Los 18 años transcurridos desde 1979, con la revolución conservadora de la señora Thatcher y su sucesor John Major, han obrado como un poderoso disolvente capitalista de los grandes surcos de clase, evolución que el nuevo laborismo deberá acentuar aún más, hasta hacer de muchas lealtades partidistas cosa del pasado. Así, el Reino Unido alberga hoy una masa de voto potencialmente flotante como nunca en su historia. Jospin o Lafontaine retienen algún sentido ideológico para el electorado, no digamos Massimo D'Alema, mientras que difícilmente cabe decir lo mismo de Blair o de quienquiera que suceda al escueto Major, más allá de lo que son estilo y maquinarias personales. El desconcierto de un pueblo es, sin embargo, de una plasticidad extraordinaria.

Los Trident ya no apuntan a ninguna parte; el imperio no precisa de asesores áulicos; la Inglaterra profunda es hoy mucho más europea que cuando Carnaby encandilaba al continente; Escocia, con petróleo y sin conservadores, no tiene la misma vocación de isla ni, quizá, de un destino exclusivamente británico; y, sobre todo, puede haber un dinamismo positivo en la atracción de Europa.
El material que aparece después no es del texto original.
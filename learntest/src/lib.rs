#![warn(missing_docs)]
//! # LearnTest
//!
//! Regression test runner for native analytics toolkits.
//!
//! LearnTest drives a corpus of scenario-based tests against a toolkit binary:
//! - **Selection**: historical run times from an elapsed-time log filter the catalog
//! - **Supervision**: each run is watched, killed with its whole process group on timeout
//! - **Parallel mode**: the toolkit is started under a message-passing launcher
//! - **Comparison**: produced results are diffed against per-platform references with a numeric tolerance
//! - **Telemetry**: optional allocator statistics logs are parsed into per-test samples
//! - **CI Integration**: JSON reports, GitHub step summaries and a severity-ordered exit code
//!
//! ## Quick Start
//!
//! ```text
//! KHIOPS_MPI_PROCESS_NUMBER=4 learntest ./LearningTest --toolkit ./bin/MODL --jobs 2
//! ```
//!
//! ## Library Use
//!
//! ```ignore
//! use learntest::prelude::*;
//!
//! let config = RunConfiguration::resolve(&EnvSettings)?;
//! let time_log = TimeLog::open("LearningTest/time.log")?;
//! let catalog = discover(Path::new("LearningTest"), &time_log)?;
//! let plan = build_plan(catalog, &config, None);
//! ```

// Re-export core types
pub use learntest_core::{
    CatalogError, ConfigError, EnvSettings, ExitStatus, MemStatsConfig, Platform, RunConfiguration,
    RunRecord, SettingsSource, TelemetrySample, TestCase, TimeLog, TimeLogEntry, TimeoutLimit,
    discover, telemetry,
};

// Re-export comparison
pub use learntest_compare::{ComparisonVerdict, DiffDetail, Outcome, ResultComparator, Tolerance};

// Re-export reporting
pub use learntest_report::{
    ExitClass, OutputFormat, Report, RunSummary, TestOutcome, TestReportResult,
    generate_github_summary, generate_json_report, parse_json_report,
};

// Re-export the runner
pub use learntest_cli::{
    AbortSignal, ExecutionConfig, ExecutionPlan, Executor, Supervisor, ToolkitCommand, build_plan,
    exit_code_for_error, run, run_with_cli,
};

/// Prelude for convenient imports
pub mod prelude {
    pub use crate::{
        AbortSignal, EnvSettings, ExecutionConfig, Executor, Platform, ResultComparator,
        RunConfiguration, Supervisor, TestCase, TimeLog, ToolkitCommand, build_plan, discover,
    };
}
//! Test Executor
//!
//! Runs the planned tests and turns their outcomes into a report.
//!
//! ## Pipeline Overview
//!
//! ```text
//! ExecutionPlan (catalog order)
//!       │
//!       ▼
//! ┌─────────────┐
//! │  execution  │  Supervise, compare, collect telemetry (worker pool)
//! └──────┬──────┘
//!        │
//!        ▼
//! ┌─────────────┐
//! │   report    │  Keyed by test id, emitted in plan order
//! └──────┬──────┘
//!        │
//!        ▼
//! ┌─────────────┐
//! │ formatting  │  Human-readable output
//! └─────────────┘
//! ```
//!
//! ## Modules
//!
//! - [`execution`] - Worker pool driving each test through the pipeline
//! - [`report`] - Deterministic report building
//! - [`formatting`] - Human-readable output formatting
//! - [`metadata`] - System metadata collection

mod execution;
mod formatting;
mod metadata;
mod report;

// Re-export public API
pub use execution::{ExecutionConfig, Executor, TestExecutionResult};
pub use formatting::{format_human_output, format_plan};
pub use metadata::build_report_meta;
pub use report::RunReporter;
Esperemos a ver, pero miremos.

El trauma poscolonial impide hoy al Reino Unido, al revés de lo que ocurre en Francia, Portugal y España, ver en Europa el gran sucedáneo del pasado imperial, pero esa nueva identidad tampoco puede residir en medio de la soledad atlántica, ni en un Westminster de soberanía en miniatura. Las propias reformas constitucionales del nuevo laborismo -probable autonomía para Escocia y Gales, democratización de los lores, quizá un sistema de elección proporcional- acercan el país a Europa.

Es sólo una fracción de la clase política británica la que teme quedarse sin justificación de uso si el país se sumerge en la integración continental; y una prensa supuestamente popular y más supuestamente aún de élite, la que azuza un nacionalismo de campanario llamando sapos a los franceses o nazis a los alemanes; aquella que encarna la declaración fundadamente atribuida a la señora Thatcher de que "odia a Alemania, desprecia a Francia porque no hace más que perder guerras y no se fía del sur de Europa".
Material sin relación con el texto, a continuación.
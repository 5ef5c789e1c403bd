//! Report Building
//!
//! [`RunReporter`] accumulates per-test results keyed by test id, so the
//! final report does not depend on the order in which the worker pool
//! finished. The report lists tests in plan order; planned tests with no
//! result (never started after an abort) count as skipped.

use super::execution::TestExecutionResult;
use learntest_core::TestCase;
use learntest_report::{Report, ReportMeta, RunSummary, TestReportResult};
use std::collections::BTreeMap;
use std::time::Duration;

/// Accumulates finalized test results
#[derive(Debug, Default)]
pub struct RunReporter {
    results: BTreeMap<String, TestReportResult>,
}

impl RunReporter {
    /// Create an empty reporter
    pub fn new() -> Self {
        Self::default()
    }

    /// Add the result of one test
    pub fn record(&mut self, result: TestExecutionResult) {
        let TestExecutionResult {
            record,
            verdict,
            telemetry,
        } = result;
        let entry = TestReportResult::from_run(&record, verdict, telemetry);
        self.results.insert(entry.id.clone(), entry);
    }

    /// Number of results received
    pub fn len(&self) -> usize {
        self.results.len()
    }

    /// Whether no result was received
    pub fn is_empty(&self) -> bool {
        self.results.is_empty()
    }

    /// Build the report, listing results in plan order
    pub fn build_report(
        mut self,
        plan: &[TestCase],
        meta: ReportMeta,
        total_duration: Duration,
    ) -> Report {
        let mut summary = RunSummary {
            total_duration,
            ..Default::default()
        };
        let mut results = Vec::with_capacity(plan.len());

        for case in plan {
            match self.results.remove(&case.id) {
                Some(result) => {
                    summary.record(&result);
                    results.push(result);
                }
                None => summary.record_skipped(),
            }
        }

        Report {
            meta,
            results,
            summary,
        }
    }
}

#[cfg(test)]
mod tests {
    use super::*;
    use super::super::metadata::tests::sample_meta;
    use chrono::Utc;
    use learntest_compare::{ComparisonVerdict, Outcome};
    use learntest_core::{ExitStatus, Platform, RunRecord};
    use learntest_report::TestOutcome;

    fn result(id: &str, status: ExitStatus, outcome: Option<Outcome>) -> TestExecutionResult {
        let case = TestCase::new(id, format!("/corpus/{}", id));
        let now = Utc::now();
        TestExecutionResult {
            record: RunRecord {
                produced_results_path: case.produced_results_dir(),
                test_case: case,
                start_time: now,
                end_time: now,
                elapsed: Duration::from_secs(1),
                timeout: Duration::from_secs(60),
                exit_status: status,
                exit_code: None,
                signal: None,
                stdout: String::new(),
                stderr: String::new(),
                aborted: false,
            },
            verdict: outcome.map(|outcome| ComparisonVerdict {
                test_id: id.to_string(),
                outcome,
                platform: Platform::LinuxGcc,
                reference_path: None,
                expected_failure: false,
                diff_details: Vec::new(),
            }),
            telemetry: None,
        }
    }

    #[test]
    fn test_report_follows_plan_order_not_completion_order() {
        let plan: Vec<_> = ["a", "b", "c"]
            .iter()
            .map(|id| TestCase::new(*id, format!("/corpus/{}", id)))
            .collect();

        let mut forward = RunReporter::new();
        let mut backward = RunReporter::new();
        let make = || {
            vec![
                result("a", ExitStatus::Ok, Some(Outcome::Pass)),
                result("b", ExitStatus::TimedOut, None),
                result("c", ExitStatus::Ok, Some(Outcome::Mismatch)),
            ]
        };
        for r in make() {
            forward.record(r);
        }
        for r in make().into_iter().rev() {
            backward.record(r);
        }

        let a = forward.build_report(&plan, sample_meta(), Duration::ZERO);
        let b = backward.build_report(&plan, sample_meta(), Duration::ZERO);

        let ids: Vec<_> = a.results.iter().map(|r| r.id.as_str()).collect();
        assert_eq!(ids, vec!["a", "b", "c"]);
        assert_eq!(a.summary, b.summary);
        assert_eq!(a.results[1].outcome, TestOutcome::TimedOut);
        assert_eq!(a.summary.exit_code(), 3);
    }

    #[test]
    fn test_unstarted_tests_are_skipped() {
        let plan: Vec<_> = ["a", "b"]
            .iter()
            .map(|id| TestCase::new(*id, format!("/corpus/{}", id)))
            .collect();
        let mut reporter = RunReporter::new();
        reporter.record(result("a", ExitStatus::Ok, Some(Outcome::Pass)));

        let report = reporter.build_report(&plan, sample_meta(), Duration::ZERO);

        assert_eq!(report.summary.total, 1);
        assert_eq!(report.summary.skipped, 1);
        assert_eq!(report.results.len(), 1);
        assert_eq!(report.summary.exit_code(), 4);
    }
}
Pero el paciente británico es eminentemente reciclable. Los peores antieuropeístas como Michael Portillo han salido escaldados y sin escaño del 1 de mayo, y la City, tanto como el propio Tony Blair, sabe que fuera de Europa no hay futuro. Nadie les pide que se conviertan a un seguramente utópico y, en todo caso, lejanísimo federalismo europeo, sino que no hagan demagogia y caten Europa. El continente les necesita tanto como ellos precisan a la UE. Puede ser la última, pero todavía hay una oportunidad.